Aug. 2 (Bloomberg) -- Central London luxury-home values will climb 4 percent next year, Jones Lang LaSalle Inc. said, doubling its previous estimate as concerns about new taxes on wealthy buyers and foreign owners dissipated.
Prices in neighborhoods such as Mayfair, Knightsbridge and Chelsea will increase 6 percent in 2013, the property broker said, revising its November forecast of little or no growth. Buyers weren’t deterred by the prospect of a proposed mansion tax or new limitations on foreign buyers, Adam Challis, head of residential research at Jones Lang, said by telephone.
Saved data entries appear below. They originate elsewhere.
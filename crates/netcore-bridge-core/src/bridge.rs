//! The three channel interceptors, bound to one decision service.

use std::sync::Arc;
use std::time::Duration;

use tracing::info;

use crate::decision::{EventDecider, LifecycleDecider, StateDecider};
use crate::event::EventInterceptor;
use crate::host::HostSurface;
use crate::interceptor::{InstallOutcome, Interceptor};
use crate::lifecycle::EntityLifecycleInterceptor;
use crate::state::StateWriteInterceptor;

pub struct InterceptorSet {
    pub events: Arc<EventInterceptor>,
    pub states: Arc<StateWriteInterceptor>,
    pub lifecycle: Arc<EntityLifecycleInterceptor>,
}

impl InterceptorSet {
    /// Bind all three interceptors to a single decision service handle.
    pub fn new<D>(decider: Arc<D>, timeout: Duration) -> Self
    where
        D: EventDecider + StateDecider + LifecycleDecider + 'static,
    {
        Self::from_parts(decider.clone(), decider.clone(), decider, timeout)
    }

    pub fn from_parts(
        events: Arc<dyn EventDecider>,
        states: Arc<dyn StateDecider>,
        lifecycle: Arc<dyn LifecycleDecider>,
        timeout: Duration,
    ) -> Self {
        Self {
            events: Arc::new(EventInterceptor::new(events, timeout)),
            states: Arc::new(StateWriteInterceptor::new(states, timeout)),
            lifecycle: Arc::new(EntityLifecycleInterceptor::new(lifecycle, timeout)),
        }
    }

    /// Install in front of the host's entry points and return the surface
    /// the host must call through from now on.
    ///
    /// Idempotent: a second call keeps the originals captured by the first
    /// and returns the same intercepted surface.
    pub fn install(&self, host: HostSurface) -> HostSurface {
        let outcomes = [
            self.events.install(host.event_bus),
            self.states.install(host.state_machine),
            self.lifecycle.install(host.entity_platforms),
        ];

        if outcomes.contains(&InstallOutcome::Installed) {
            info!("net_core_bridge: all interceptors initialized");
        }

        self.surface()
    }

    pub fn is_installed(&self) -> bool {
        self.events.is_installed() && self.states.is_installed() && self.lifecycle.is_installed()
    }

    /// The intercepted host surface.
    pub fn surface(&self) -> HostSurface {
        HostSurface {
            event_bus: self.events.clone(),
            state_machine: self.states.clone(),
            entity_platforms: self.lifecycle.clone(),
        }
    }
}
#![deny(unsafe_code)]

pub mod channel;
pub mod client;
pub mod pb;

use std::sync::Arc;

use netcore_bridge_core::{
    BridgeConfig, BridgeError, ConnectivityState, HostSurface, InterceptorSet, SelfTest,
    SelfTestReport,
};
use tokio::task::JoinHandle;
use tracing::{error, info};

pub use channel::{ChannelManager, ConnectivityTracker};
pub use client::GrpcDecisionClient;

/// The bridge as the host sees it: one channel, one decision client, three
/// interceptors and the startup self-test.
pub struct NetCoreBridge {
    config: BridgeConfig,
    channel: Arc<ChannelManager>,
    client: Arc<GrpcDecisionClient>,
    interceptors: InterceptorSet,
}

impl NetCoreBridge {
    /// Build the channel and interceptors. Does not touch the network, so a
    /// missing decision service is not an error here.
    pub fn connect(config: BridgeConfig) -> Result<Self, BridgeError> {
        let channel = Arc::new(ChannelManager::new(&config)?);
        let client = Arc::new(GrpcDecisionClient::new(&channel));
        let interceptors = InterceptorSet::new(client.clone(), config.decision_timeout);

        Ok(Self {
            config,
            channel,
            client,
            interceptors,
        })
    }

    pub fn config(&self) -> &BridgeConfig {
        &self.config
    }

    pub fn channel(&self) -> &Arc<ChannelManager> {
        &self.channel
    }

    pub fn interceptors(&self) -> &InterceptorSet {
        &self.interceptors
    }

    /// Put the interceptors in front of `host` and return the surface the
    /// host must call through. Safe to call more than once.
    pub fn install(&self, host: HostSurface) -> Result<HostSurface, BridgeError> {
        if self.channel.state() == ConnectivityState::Shutdown {
            let err = BridgeError::Transport("channel was shut down before install".to_string());
            error!(
                transport = %self.channel.target(),
                error = %err,
                "net_core_bridge: failed to install interceptors"
            );
            return Err(err);
        }
        let surface = self.interceptors.install(host);
        info!(
            transport = %self.channel.target(),
            decision_timeout_ms = self.config.decision_timeout.as_millis() as u64,
            "net_core_bridge: bridge installed"
        );
        Ok(surface)
    }

    /// Install, then schedule the self-test when the config asks for it.
    pub fn start(
        &self,
        host: HostSurface,
    ) -> Result<(HostSurface, Option<JoinHandle<SelfTestReport>>), BridgeError> {
        let surface = self.install(host)?;
        let self_test = self.config.run_self_test.then(|| self.spawn_self_test());
        Ok((surface, self_test))
    }

    pub fn self_test(&self) -> SelfTest {
        SelfTest::new(
            self.channel.clone(),
            self.client.clone(),
            self.client.clone(),
            self.client.clone(),
            self.config.decision_timeout,
        )
    }

    /// Schedule the self-test after the configured settling delay. The
    /// report is also logged, so callers may drop the handle.
    pub fn spawn_self_test(&self) -> JoinHandle<SelfTestReport> {
        let harness = self.self_test();
        let delay = self.config.self_test_delay;
        tokio::spawn(async move { harness.run_after(delay).await })
    }

    /// Stop consulting the decision service. Intercepted calls keep flowing
    /// to the host unchanged.
    pub fn shutdown(&self) {
        self.channel.shutdown();
    }
}
use std::fs;
use std::path::Path;

const PROTOS: [&str; 3] = [
    "proto/netcore_bridge/v1/event_interceptor.proto",
    "proto/netcore_bridge/v1/state_interceptor.proto",
    "proto/netcore_bridge/v1/entity_platform.proto",
];

fn main() {
    let generated = Path::new("src/generated/netcore_bridge.v1.rs");

    println!("cargo:rerun-if-changed={}", generated.display());
    for proto in PROTOS {
        println!("cargo:rerun-if-changed={}", proto);
    }

    if !generated.exists() {
        panic!(
            "missing generated gRPC source '{}'; commit generated artifacts",
            generated.display()
        );
    }

    let gen_mtime = fs::metadata(generated).and_then(|meta| meta.modified());
    for proto in PROTOS {
        let proto_mtime = fs::metadata(proto).and_then(|meta| meta.modified());
        if let (Ok(proto_mtime), Ok(gen_mtime)) = (proto_mtime, gen_mtime.as_ref()) {
            if proto_mtime > *gen_mtime {
                println!(
                    "cargo:warning=proto '{}' is newer than generated Rust stubs '{}'",
                    proto,
                    generated.display()
                );
            }
        }
    }
}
Chancellor of the Exchequer George Osborne has raised taxes on luxury-home purchases to narrow Britain’s deficit, increasing the levy known as stamp duty on homes sold for more than 2 million pounds ($3 million) to 7 percent from 5 percent in 2012. The opposition Labour Party has proposed an additional tax on homes worth that much to balance income-tax cuts.
“When the government started to make noises about seriously targeting high-value properties, demand temporarily dropped,” Challis said. “The government ended up creating a fairly pragmatic solution with a number of opt-outs and ring fences for legitimate investment activity in prime London.”
Foreign investors are buying London homes to preserve wealth as political and economic turmoil menace their home markets. A weakened pound has also fueled demand, boosting prices by more than brokers expected.
Luxury-home prices in central London climbed 7 percent in the 12 months through July and are now almost 60 percent above their low during the financial crisis in March 2009, Knight Frank LLP said in a report this week. The average value of this type of property surpassed 2 million pounds for the first time in the second quarter as more purchasers competed for a smaller number of properties on the market, broker Marsh & Parsons Ltd. said last month.
Knight Frank and Savills Plc also revised their predictions to 6 percent growth this year after both estimated that values would be little changed in 2013. Knight Frank changed its predictions last month, saying the currency’s weakness “helped to boost overseas interest and domestic demand has been aided by London’s economic recovery.”
The pound fell about 6.8 percent against the euro in the first half and lost 8.4 percent against the Chinese yuan, according to data compiled by Bloomberg. London luxury-home prices increased by 0.5 percent in July from the previous month, bringing the gain for the past 12 months to 7 percent, Knight Frank said.
A mansion tax probably will be introduced following the 2015 general election, but it will be viewed by investors as an incremental addition to local-government tax, Challis said.
“Price is not the determinant of what you can and can’t buy in this market because people have more than they need to make the acquisitions,” he said. “If I’ve got 100 million pounds in my account and I’m looking at a 4 or 5 million-pound property and the buyer wants 6, if my wife says I have to buy that property, I’ll pay what I need to pay.”